Первым делом гр. Панина, как только он сделался председателем Редакционной комиссии, было приведение в ясность, в какого рода шкафах хранятся дела, как они опечатаны и пр. Затем он приказал, чтобы ему были показаны «секретные» дела. Их не оказалось в Комиссии. Но гр. Панин все не унимался, будучи убежден, что, по исстари заведенному порядку, без секретных дел не может обойтись образцовое делопроизводство. Секретарь комиссии П. П. Семенов (ныне сенатор, брат автора н. с. Осв. крест.) для успокоения гр. Панина собрал какие-то дела и назвал, ad majorem gloriam бюрократического ритуала и панинского ригоризма, секретными (Материалы, II). Это пристрастие к канцелярским тонкостям не покидало гр. Панина до конца. У него хватило духу и догадливости в такой торжественный момент, как закрытие Редакционной комиссии, в своей всеподданнейшей записке подробно распространяться о числе писцов, о расходовании оставшегося от нее неупотребленным материала и т. п. столь же уместных и интересных предметах государственной важности (см. н. с. Семенова, III. 4.2. С. 808–809).
См. Записки сенатора Лебедева. Русский Архив, 1897. № 9. С. 637.

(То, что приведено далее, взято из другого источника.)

//! Cross-platform path utilities
//!
//! Archive entry names and content digests always use forward slashes,
//! whatever the platform's separator.

use std::path::Path;

/// Characters that are unsafe in file names
/// Replaced with hyphens and collapsed: `/`, `\`, `:`, `*`, `?`, `"`, `<`, `>`, `|`
const PATH_UNSAFE_CHARS: &[char] = &['/', '\\', ':', '*', '?', '"', '<', '>', '|'];

/// Convert a path to a string with forward slashes.
///
/// ```
/// use std::path::Path;
/// use bits_migrate::path_utils::to_forward_slashes;
///
/// assert_eq!(to_forward_slashes(Path::new("a\\b/c.txt")), "a/b/c.txt");
/// ```
pub fn to_forward_slashes(path: &Path) -> String {
    path.to_string_lossy().replace('\\', "/")
}

/// Make a URL component safe to use as a single file name.
///
/// Replaces characters that are invalid on Windows or problematic in paths
/// with hyphens, collapses runs of hyphens and trims them at both ends.
/// Returns "download" if nothing is left.
///
/// ```
/// use bits_migrate::path_utils::make_path_safe;
///
/// assert_eq!(make_path_safe("example.com:8080"), "example.com-8080");
/// assert_eq!(make_path_safe(":::"), "download");
/// ```
pub fn make_path_safe(name: &str) -> String {
    let key: String = name
        .chars()
        .map(|c| {
            if PATH_UNSAFE_CHARS.contains(&c) {
                '-'
            } else {
                c
            }
        })
        .collect();

    let key = key
        .split('-')
        .filter(|s| !s.is_empty())
        .collect::<Vec<_>>()
        .join("-");

    if key.is_empty() {
        "download".to_string()
    } else {
        key
    }
}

Оно и понятно, если вспомнить, что начиная от шефа жандармов кн. В. А. Долгорукова, главного источника политических сведений и настроения, и великосветских политиков и кончая парижскими родовитыми шалопаями и ejusdem farinae глупыми щедринскими помещицами Падейковыми, все были охвачены, особенно первое время, страхом пугачевщины. «Разнесли слух, – пишет в 1857 г. из Парижа М.X. Рейтерн (будущий министр финансов), – что государь подписал указ об увольнении крестьян, а засим будто бы настал плач велий всей кутящей в Париже русской аристократии» (Р. Ст., 1897. XII, 454). Один помещик так описывает общее настроение среди своих знакомых: «Помещики составили себе страшилище, которого пугаются как самой смерти. Кто-то сказал им, что скоро наступит эмансипация. Утверждают, что остановилась покупка имений, что, теряясь в догадках о будущем, они предполагать могут, не зная на чем остановиться, что мысль крестьян о нераздельности их с землею так в них сильна, что увольнение без нее (земли) может произвести пугачевщину…» Другой помещик писал: «Над нами топор висит на волоске и скоро упадет на наши шеи, а именно чрез освобождение крестьян. Теперь об этом много толкуют…» Замечалось и такое явление: некоторые предусмотрительные добровольно отпускали на волю своих крестьян, снабжая их даже землею, однако в меньшем размере, чем, сколько можно было ожидать, будет определено по закону об освобождении, в меньшем размере, чем сколько нужно было для обеспечения их быта».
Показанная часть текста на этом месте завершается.